If you are a rental property manager, owner, or investor, it’s a necessary responsibility to do a tenant screening before allowing potential renters access to your property. A tenant screening has many advantages if done correctly. However, if there is a careless tenant screening process in place, this can create a disadvantage.
Learning that there are disadvantages and advantages of tenant screening will help you understand how to make your tenant screening process better to maximize the benefits and minimize the weak points.
The Advantages of Tenant Screening
There are four advantages to conducting a tenant screening following an economic and legal checklist. Conducting a screening of credit histories, the applicant’s ability to pay rent, rental documents, eviction records, and criminal background will contribute to these advantages.
- Maximize revenue or investments
- Avoid legal problems
- Protect your properties
- Keep other tenants safe
Credit history is the first financial area to check for when conducting a tenant screening. First, you have to know if the applicant can make rent payments every month on time. If the applicant’s credit history shows that making payments regularly is not something they were able to do in the past, this rental arrangement may not work.
Here is what you should look for when checking an applicant’s credit history:
- High credit score
- Little to no late payments
- Little or no payment gaps
- Little to no debt
- No negative information like bankruptcies, car repossessions, accounts in collection, or credit card charge-offs
- A financial rental history that has no delinquent accounts
Of course, knowing if the applicant has the means to pay the required amount of rent each month is an essential factor in tenant screening. In addition, verifying an income level or source of rent payment will protect you from revenue loss and possible eviction legal proceedings, which can be costly.

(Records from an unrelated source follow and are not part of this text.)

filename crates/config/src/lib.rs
//! # Config - scanner tuning knobs
//!
//! Settings for reading record streams. Defaults suit small keys and values;
//! callers that store larger records must raise `max_token_size` to at least
//! the largest `key.len() + value.len()` they expect.
//!
//! ## Environment
//!
//! ```text
//! RECORD_MAX_TOKEN_SIZE   max key+value bytes per record   (default: 65536)
//! RECORD_INITIAL_BUFFER   initial scan buffer in bytes     (default: 4096)
//! ```

use anyhow::{bail, Context, Result};
use record::META_LEN;

/// Default upper bound on `key.len() + value.len()` for one record (64 KiB).
pub const DEFAULT_MAX_TOKEN_SIZE: usize = 64 * 1024;

/// Default size of the scanner's first buffer allocation (4 KiB).
pub const DEFAULT_INITIAL_BUFFER_SIZE: usize = 4096;

/// Environment variable overriding [`ScanConfig::max_token_size`].
pub const ENV_MAX_TOKEN_SIZE: &str = "RECORD_MAX_TOKEN_SIZE";

/// Environment variable overriding [`ScanConfig::initial_buffer_size`].
pub const ENV_INITIAL_BUFFER: &str = "RECORD_INITIAL_BUFFER";

/// Configuration for a record scanner.
#[derive(Debug, Clone, Copy, PartialEq, Eq)]
pub struct ScanConfig {
    /// Largest `key.len() + value.len()` the scanner will buffer.
    pub max_token_size: usize,
    /// Bytes allocated up front. The buffer grows from here on demand.
    pub initial_buffer_size: usize,
}

impl Default for ScanConfig {
    fn default() -> Self {
        Self {
            max_token_size: DEFAULT_MAX_TOKEN_SIZE,
            initial_buffer_size: DEFAULT_INITIAL_BUFFER_SIZE,
        }
    }
}

impl ScanConfig {
    /// Config with the given token bound and the default initial buffer.
    pub fn new(max_token_size: usize) -> Self {
        Self {
            max_token_size,
            ..Self::default()
        }
    }

    /// Sets the maximum key+value size.
    pub fn max_token_size(mut self, bytes: usize) -> Self {
        self.max_token_size = bytes;
        self
    }

    /// Sets the initial buffer allocation.
    pub fn initial_buffer_size(mut self, bytes: usize) -> Self {
        self.initial_buffer_size = bytes;
        self
    }

    /// Hard cap on the scanner buffer: one full record, header included.
    #[must_use]
    pub fn buffer_limit(&self) -> usize {
        self.max_token_size.saturating_add(META_LEN)
    }

    /// Size of the first allocation, clamped to [`buffer_limit`](Self::buffer_limit).
    #[must_use]
    pub fn initial_capacity(&self) -> usize {
        self.initial_buffer_size.min(self.buffer_limit())
    }

    /// Rejects zero sizes.
    ///
    /// Applied by [`from_env`](Self::from_env) and
    /// [`from_lookup`](Self::from_lookup). Configs built in code are passed to
    /// the scanner unchecked; call this first if the values come from users.
    pub fn validate(&self) -> Result<()> {
        if self.max_token_size == 0 {
            bail!("max_token_size must be greater than zero");
        }
        if self.initial_buffer_size == 0 {
            bail!("initial_buffer_size must be greater than zero");
        }
        Ok(())
    }

    /// Reads the config from the process environment, falling back to the
    /// defaults for unset variables.
    pub fn from_env() -> Result<Self> {
        Self::from_lookup(|key: &str| std::env::var(key).ok())
    }

    /// Builds the config from an arbitrary key lookup (the environment in
    /// production, a map in tests).
    pub fn from_lookup<F>(lookup: F) -> Result<Self>
    where
        F: Fn(&str) -> Option<String>,
    {
        let defaults = Self::default();
        let cfg = Self {
            max_token_size: parse_or(&lookup, ENV_MAX_TOKEN_SIZE, defaults.max_token_size)?,
            initial_buffer_size: parse_or(
                &lookup,
                ENV_INITIAL_BUFFER,
                defaults.initial_buffer_size,
            )?,
        };
        cfg.validate()?;
        Ok(cfg)
    }
}

fn parse_or<F>(lookup: &F, key: &str, default: usize) -> Result<usize>
where
    F: Fn(&str) -> Option<String>,
{
    match lookup(key) {
        Some(raw) => raw
            .trim()
            .parse()
            .with_context(|| format!("invalid value for {}: {:?}", key, raw)),
        None => Ok(default),
    }
}
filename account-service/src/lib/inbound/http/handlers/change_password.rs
use axum::extract::rejection::JsonRejection;
use axum::extract::State;
use axum::http::StatusCode;
use axum::Extension;
use axum::Json;
use serde::Deserialize;

use super::ApiError;
use crate::domain::user::models::Password;
use crate::domain::user::ports::UserServicePort;
use crate::inbound::http::middleware::AuthenticatedUser;
use crate::inbound::http::router::AppState;
use crate::user::errors::UserError;

/// HTTP request body for a password change (raw JSON)
#[derive(Debug, Clone, PartialEq, Eq, Deserialize)]
#[serde(rename_all = "camelCase")]
pub struct ChangePasswordRequest {
    /// Absent for accounts created through a third-party provider
    #[serde(default)]
    current_password: Option<String>,
    new_password: String,
}

/// Replace the session holder's password. The current password is required when one is set.
pub async fn change_password(
    State(state): State<AppState>,
    Extension(user): Extension<AuthenticatedUser>,
    payload: Result<Json<ChangePasswordRequest>, JsonRejection>,
) -> Result<StatusCode, ApiError> {
    let Json(body) = payload?;
    let new_password = Password::new(body.new_password).map_err(UserError::from)?;

    state
        .user_service
        .change_password(&user.email, body.current_password.as_deref(), new_password)
        .await
        .map_err(ApiError::from)
        .map(|_| StatusCode::NO_CONTENT)
}

#[cfg(test)]
mod tests {
    use super::*;

    #[test]
    fn test_request_uses_camel_case() {
        let request: ChangePasswordRequest = serde_json::from_value(serde_json::json!({
            "currentPassword": "password_1234",
            "newPassword": "new_password_1",
        }))
        .unwrap();

        assert_eq!(request.current_password.as_deref(), Some("password_1234"));
        assert_eq!(request.new_password, "new_password_1");
    }

    #[test]
    fn test_current_password_is_optional() {
        let request: ChangePasswordRequest = serde_json::from_value(serde_json::json!({
            "newPassword": "new_password_1",
        }))
        .unwrap();

        assert!(request.current_password.is_none());
    }
}
use axum::extract::Path;
use axum::extract::State;
use axum::http::StatusCode;
use serde::Serialize;

use super::ApiError;
use super::ApiSuccess;
use crate::domain::user::models::PublicProfile;
use crate::domain::user::ports::UserServicePort;
use crate::inbound::http::router::AppState;

/// Public view of an account. Never carries the e-mail address.
#[derive(Debug, Clone, PartialEq, Eq, Serialize)]
#[serde(rename_all = "camelCase")]
pub struct ProfileResponseData {
    pub username: String,
    pub created_at: String,
}

impl From<PublicProfile> for ProfileResponseData {
    fn from(profile: PublicProfile) -> Self {
        Self {
            username: profile.username,
            created_at: profile.created_at.to_rfc3339(),
        }
    }
}

pub async fn get_profile(
    State(state): State<AppState>,
    Path(username): Path<String>,
) -> Result<ApiSuccess<ProfileResponseData>, ApiError> {
    state
        .user_service
        .get_profile(&username)
        .await
        .map_err(ApiError::from)
        .map(|profile| ApiSuccess::new(StatusCode::OK, profile.into()))
}

#[cfg(test)]
mod tests {
    use chrono::TimeZone;
    use chrono::Utc;

    use super::*;

    #[test]
    fn test_profile_serialization() {
        let profile = PublicProfile {
            username: "alice01".to_string(),
            created_at: Utc.with_ymd_and_hms(2024, 5, 1, 12, 0, 0).unwrap(),
        };

        let body = serde_json::to_value(ProfileResponseData::from(profile)).unwrap();

        assert_eq!(
            body,
            serde_json::json!({
                "username": "alice01",
                "createdAt": "2024-05-01T12:00:00+00:00",
            })
        );
    }
}
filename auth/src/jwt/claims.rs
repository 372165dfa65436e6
use chrono::DateTime;
use chrono::Duration;
use chrono::Utc;
use serde::Deserialize;
use serde::Serialize;
use uuid::Uuid;

use super::errors::JwtError;

/// Session token payload.
///
/// Carries the subject identity plus the registered time claims. All
/// timestamps are Unix seconds. The payload is never mutated after issuance.
#[derive(Debug, Clone, Serialize, Deserialize, PartialEq, Eq)]
pub struct TokenPayload {
    /// Token identifier, random per issuance (UUID v4)
    #[serde(rename = "jti")]
    pub id: String,

    /// Subject e-mail
    pub email: String,

    /// Subject username
    pub username: String,

    /// Issued at
    #[serde(rename = "iat")]
    pub issued_at: i64,

    /// Not before
    #[serde(rename = "nbf")]
    pub not_before: i64,

    /// Expiration time
    #[serde(rename = "exp")]
    pub expires_at: i64,
}

impl TokenPayload {
    /// Create a payload valid from now until `now + ttl`.
    pub fn new(
        email: impl Into<String>,
        username: impl Into<String>,
        ttl: Duration,
    ) -> Result<Self, JwtError> {
        Self::issued_at(email, username, ttl, Utc::now())
    }

    /// Create a payload as if issued at `now`.
    ///
    /// # Arguments
    /// * `email` - Subject e-mail
    /// * `username` - Subject username
    /// * `ttl` - Lifetime; a negative value yields an already expired payload
    /// * `now` - Issuance instant
    ///
    /// # Errors
    /// * `SerializationFailed` - `now + ttl` is outside the representable time range
    pub fn issued_at(
        email: impl Into<String>,
        username: impl Into<String>,
        ttl: Duration,
        now: DateTime<Utc>,
    ) -> Result<Self, JwtError> {
        let issued_at = now.timestamp();
        let expires_at = now.checked_add_signed(ttl).ok_or_else(|| {
            JwtError::SerializationFailed(format!("token lifetime out of range: {}", ttl))
        })?;

        Ok(Self {
            id: Uuid::new_v4().to_string(),
            email: email.into(),
            username: username.into(),
            issued_at,
            not_before: issued_at,
            expires_at: expires_at.timestamp(),
        })
    }

    /// Check if token is expired. Expiry is inclusive: a token is still valid
    /// at exactly `expires_at`.
    pub fn is_expired(&self, current_timestamp: i64) -> bool {
        current_timestamp > self.expires_at
    }

    /// Check if token is not valid yet.
    pub fn is_not_yet_valid(&self, current_timestamp: i64) -> bool {
        current_timestamp < self.not_before
    }
}

#[cfg(test)]
mod tests {
    use std::collections::HashSet;

    use super::*;

    #[test]
    fn test_new_payload() {
        let payload =
            TokenPayload::new("user@example.com", "username1", Duration::hours(72)).unwrap();

        assert_eq!(payload.email, "user@example.com");
        assert_eq!(payload.username, "username1");
        assert!(!payload.id.is_empty());
        assert_eq!(payload.issued_at, payload.not_before);
        assert_eq!(payload.expires_at - payload.issued_at, 72 * 60 * 60);
    }

    #[test]
    fn test_issued_at_fixed_clock() {
        let now = DateTime::from_timestamp(1_700_000_000, 0).unwrap();
        let payload =
            TokenPayload::issued_at("a@example.com", "alice", Duration::minutes(1), now).unwrap();

        assert_eq!(payload.issued_at, 1_700_000_000);
        assert_eq!(payload.not_before, 1_700_000_000);
        assert_eq!(payload.expires_at, 1_700_000_060);
    }

    #[test]
    fn test_identifiers_are_unique() {
        let ids: HashSet<String> = (0..1000)
            .map(|_| TokenPayload::new("a@example.com", "alice", Duration::minutes(1)).unwrap().id)
            .collect();

        assert_eq!(ids.len(), 1000);
    }

    #[test]
    fn test_out_of_range_lifetime_is_an_error() {
        let result = TokenPayload::new("a@example.com", "alice", Duration::days(100_000_000));
        assert!(matches!(result, Err(JwtError::SerializationFailed(_))));

        let now = DateTime::from_timestamp(0, 0).unwrap();
        let result =
            TokenPayload::issued_at("a@example.com", "alice", Duration::days(-100_000_000), now);
        assert!(matches!(result, Err(JwtError::SerializationFailed(_))));
    }

    #[test]
    fn test_is_expired() {
        let now = DateTime::from_timestamp(1000, 0).unwrap();
        let payload =
            TokenPayload::issued_at("a@example.com", "alice", Duration::seconds(0), now).unwrap();

        assert!(!payload.is_expired(999));
        assert!(!payload.is_expired(1000)); // Exactly at expiration
        assert!(payload.is_expired(1001));
    }

    #[test]
    fn test_is_not_yet_valid() {
        let now = DateTime::from_timestamp(1000, 0).unwrap();
        let payload =
            TokenPayload::issued_at("a@example.com", "alice", Duration::seconds(10), now).unwrap();

        assert!(payload.is_not_yet_valid(999));
        assert!(!payload.is_not_yet_valid(1000));
    }

    #[test]
    fn test_serialized_claim_names() {
        let payload = TokenPayload::new("a@example.com", "alice", Duration::minutes(1)).unwrap();
        let value = serde_json::to_value(&payload).unwrap();

        for claim in ["jti", "email", "username", "iat", "nbf", "exp"] {
            assert!(value.get(claim).is_some(), "missing claim {claim}");
        }
    }
}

This form of screening can involve prior landlords and personal references. Contacting more than one rental reference can screen for chronic misdeeds during each rental period. However, if only one rental reference is available because of an applicant’s long-lasting renting duration, this could indicate a reliable tenant.

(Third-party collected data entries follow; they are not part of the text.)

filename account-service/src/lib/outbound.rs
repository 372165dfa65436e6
pub mod oauth;
pub mod repositories;
use argon2::password_hash::rand_core::OsRng;
use argon2::password_hash::Error as HashError;
use argon2::password_hash::PasswordHash;
use argon2::password_hash::PasswordHasher as Argon2PasswordHasher;
use argon2::password_hash::PasswordVerifier;
use argon2::password_hash::SaltString;
use argon2::Argon2;

use super::errors::PasswordError;

/// Password hashing implementation.
///
/// Provides cryptographic password hashing (internally uses Argon2id with
/// the crate's fixed default cost parameters).
pub struct PasswordHasher;

impl PasswordHasher {
    /// Create a new password hasher instance.
    pub fn new() -> Self {
        Self
    }

    /// Hash a plaintext password.
    ///
    /// A fresh random salt is generated for every call, so hashing the same
    /// password twice yields two different strings.
    ///
    /// # Arguments
    /// * `password` - Plaintext password to hash
    ///
    /// # Returns
    /// PHC string format hash (includes algorithm, parameters, salt, and digest)
    ///
    /// # Errors
    /// * `EmptyPassword` - Password is an empty string
    /// * `HashingFailed` - Password hashing operation failed
    pub fn hash(&self, password: &str) -> Result<String, PasswordError> {
        if password.is_empty() {
            return Err(PasswordError::EmptyPassword);
        }

        let salt = SaltString::generate(&mut OsRng);

        Argon2::default()
            .hash_password(password.as_bytes(), &salt)
            .map(|hash| hash.to_string())
            .map_err(|e| PasswordError::HashingFailed(e.to_string()))
    }

    /// Verify a password against a stored hash.
    ///
    /// Salt and cost are read back from the PHC string; the digest comparison
    /// is constant-time.
    ///
    /// # Arguments
    /// * `password` - Plaintext password to verify
    /// * `hash` - Stored password hash in PHC string format
    ///
    /// # Errors
    /// * `Mismatch` - Password does not match the hash
    /// * `MalformedHash` - Stored hash cannot be parsed or uses unknown parameters
    pub fn verify(&self, password: &str, hash: &str) -> Result<(), PasswordError> {
        let parsed_hash =
            PasswordHash::new(hash).map_err(|e| PasswordError::MalformedHash(e.to_string()))?;

        match Argon2::default().verify_password(password.as_bytes(), &parsed_hash) {
            Ok(()) => Ok(()),
            Err(HashError::Password) => Err(PasswordError::Mismatch),
            Err(e) => Err(PasswordError::MalformedHash(e.to_string())),
        }
    }
}

impl Default for PasswordHasher {
    fn default() -> Self {
        Self::new()
    }
}

#[cfg(test)]
mod tests {
    use super::*;

    #[test]
    fn test_hash_and_verify() {
        let hasher = PasswordHasher::new();
        let password = "my_secure_password";

        let hash = hasher.hash(password).expect("Failed to hash password");

        assert!(hasher.verify(password, &hash).is_ok());
        assert_eq!(
            hasher.verify("wrong_password", &hash),
            Err(PasswordError::Mismatch)
        );
    }

    #[test]
    fn test_hash_is_salted() {
        let hasher = PasswordHasher::new();

        let first = hasher.hash("password_1234").unwrap();
        let second = hasher.hash("password_1234").unwrap();

        assert_ne!(first, second);
        assert!(first.starts_with("$argon2id$"));
        assert!(!first.contains("password_1234"));
    }

    #[test]
    fn test_hash_empty_password() {
        let hasher = PasswordHasher::new();
        assert_eq!(hasher.hash(""), Err(PasswordError::EmptyPassword));
    }

    #[test]
    fn test_verify_empty_password_against_hash() {
        let hasher = PasswordHasher::new();
        let hash = hasher.hash("not_empty").unwrap();

        assert_eq!(hasher.verify("", &hash), Err(PasswordError::Mismatch));
    }

    #[test]
    fn test_verify_invalid_hash() {
        let hasher = PasswordHasher::new();
        let result = hasher.verify("password", "invalid_hash");
        assert!(matches!(result, Err(PasswordError::MalformedHash(_))));
    }
}
pub mod argon2;
pub mod errors;

pub use self::argon2::PasswordHasher;
pub use errors::PasswordError;
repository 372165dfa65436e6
pub mod claims;
pub mod errors;
pub mod maker;

pub use claims::TokenPayload;
pub use errors::JwtError;
pub use maker::JwtMaker;
pub use maker::MIN_SECRET_LENGTH;
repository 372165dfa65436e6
use axum::extract::State;
use axum::http::StatusCode;
use axum::Extension;
use axum_extra::extract::CookieJar;

use super::ApiError;
use crate::domain::user::ports::UserServicePort;
use crate::inbound::http::cookies::expired;
use crate::inbound::http::cookies::SESSION_COOKIE;
use crate::inbound::http::middleware::AuthenticatedUser;
use crate::inbound::http::router::AppState;

/// Delete the session holder's account and clear the session cookie.
pub async fn delete_user(
    State(state): State<AppState>,
    Extension(user): Extension<AuthenticatedUser>,
    jar: CookieJar,
) -> Result<(CookieJar, StatusCode), ApiError> {
    state.user_service.delete_account(&user.email).await?;

    Ok((jar.remove(expired(SESSION_COOKIE)), StatusCode::NO_CONTENT))
}
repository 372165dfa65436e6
pub mod http;
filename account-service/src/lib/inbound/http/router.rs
use std::sync::Arc;
use std::time::Duration;

use auth::Authenticator;
use axum::body::Body;
use axum::http::header;
use axum::http::HeaderValue;
use axum::http::Method;
use axum::http::Request;
use axum::http::Response;
use axum::middleware;
use axum::routing::get;
use axum::routing::patch;
use axum::routing::post;
use axum::Router;
use tower::ServiceBuilder;
use tower_http::cors::AllowOrigin;
use tower_http::cors::CorsLayer;
use tower_http::trace::TraceLayer;
use tracing::Span;

use super::handlers::authorize_user::authorize_user;
use super::handlers::change_password::change_password;
use super::handlers::create_user::create_user;
use super::handlers::delete_user::delete_user;
use super::handlers::get_profile::get_profile;
use super::handlers::get_user::get_user;
use super::handlers::logout_user::logout_user;
use super::handlers::oauth::begin_oauth;
use super::handlers::oauth::oauth_callback;
use super::middleware::session_gate;
use crate::domain::oauth::ports::OAuthServicePort;
use crate::domain::user::ports::UserServicePort;

/// Session cookie policy shared by every handler that opens a session.
#[derive(Debug, Clone)]
pub struct SessionSettings {
    pub token_ttl: chrono::Duration,
    pub secure_cookie: bool,
    /// Web front end: the CORS origin and the landing page after third-party login
    pub web_url: String,
}

#[derive(Clone)]
pub struct AppState {
    pub user_service: Arc<dyn UserServicePort>,
    pub oauth_service: Arc<dyn OAuthServicePort>,
    pub authenticator: Arc<Authenticator>,
    pub session: SessionSettings,
}

pub fn create_router(
    user_service: Arc<dyn UserServicePort>,
    oauth_service: Arc<dyn OAuthServicePort>,
    authenticator: Arc<Authenticator>,
    session: SessionSettings,
) -> Router {
    let cors_layer = cors_layer(&session.web_url);

    let state = AppState {
        user_service,
        oauth_service,
        authenticator,
        session,
    };

    let public_routes = Router::new()
        .route("/api/user", post(create_user))
        .route("/api/user/authorize", post(authorize_user))
        .route("/api/user/logout", get(logout_user))
        .route("/api/user/profile/:username", get(get_profile))
        .route("/api/user/oauth/:provider", get(begin_oauth))
        .route("/api/user/oauth/:provider/callback", get(oauth_callback));

    let protected_routes = Router::new()
        .route("/api/user", get(get_user).delete(delete_user))
        .route("/api/user/password", patch(change_password))
        .route_layer(middleware::from_fn_with_state(state.clone(), session_gate));

    // Headers carry the session cookie and are kept out of the span.
    let trace_layer = TraceLayer::new_for_http()
        .make_span_with(|request: &Request<Body>| {
            tracing::info_span!(
                "http_request",
                method = %request.method(),
                uri = %request.uri().path(),
                version = ?request.version(),
            )
        })
        .on_request(|request: &Request<Body>, _span: &Span| {
            tracing::info!(
                method = %request.method(),
                path = %request.uri().path(),
                "Request started"
            );
        })
        .on_response(
            |response: &Response<Body>, latency: Duration, _span: &Span| {
                tracing::info!(
                    status = response.status().as_u16(),
                    latency_ms = latency.as_millis(),
                    "Request completed"
                );
            },
        );

    Router::new()
        .merge(public_routes)
        .merge(protected_routes)
        .layer(ServiceBuilder::new().layer(trace_layer).layer(cors_layer))
        .with_state(state)
}

fn cors_layer(web_url: &str) -> CorsLayer {
    let cors = CorsLayer::new()
        .allow_methods([Method::GET, Method::POST, Method::PATCH, Method::DELETE])
        .allow_headers([header::CONTENT_TYPE])
        .allow_credentials(true);

    match HeaderValue::from_str(web_url.trim_end_matches('/')) {
        Ok(origin) => cors.allow_origin(AllowOrigin::exact(origin)),
        Err(e) => {
            tracing::error!(
                web_url,
                error = %e,
                "Web URL is not a valid origin, cross-origin requests disabled"
            );
            cors
        }
    }
}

Landlords can find eviction records in a separate rental history report through a tenant screening company. An eviction will stay on a rental history report for seven years.
Tenant screening sources allow checking for state and federal criminal history, but some sources also will enable you to include terrorist or sex offender searches. In addition, when an applicant gives you a social security number to facilitate screening, you can also check to make sure that social security number fraud is not being perpetrated.
Applicants may provide a fake social security number to avoid a negative tenant screening. In this case, tenant screening sources will ensure the name matches the social security number given and other vital identifying information.
The Disadvantage of Tenant Screening
The disadvantage of tenant screening, especially if done too hastily and carelessly, can eliminate the quality tenants you want to have at your property. Eliminating possible quality tenants can happen when you rely on a computer-generated recommendation derived from using algorithms. Unfortunately, these reports usually don’t include details on the negative information that the computer software has uncovered.
For example, the computer software would probably flag an applicant as a no-go if a potential tenant has a blemish on their record regarding an eviction, nonpayment of rent, and rental property damage. But, what if details that are missing from the report shed a different light on this information?
If a landlord sued a potential tenant over these issues, it might have turned out that the potential tenant was found legally correct in a final ruling. So, yes, the eviction, nonpayment of rent, and rental property damage are still there for the computer software to report, but maybe the details about how the legalities absolved the potential tenant of these issues aren’t.
When relying on computer-generated information, misunderstandings about credit histories, income levels, rental references, eviction histories, and criminal background checks can always happen. Therefore, it might be wise to make additional efforts to ensure you are not passing up a quality tenant.
- Conduct a tenant screening going back 1 to 3 years. Any more than that, you’re sure to find something negative.
- Call the applicant’s employer for employment verification.
- Call more than one prior landlord or rental reference for information on lease term fulfillment, possible evictions, late rent payments, and property conditions.
- Call personal references
Knowing a tenant screening is worth it and how it can be even more advantageous if done thoroughly will make your rental business thrive in the long run.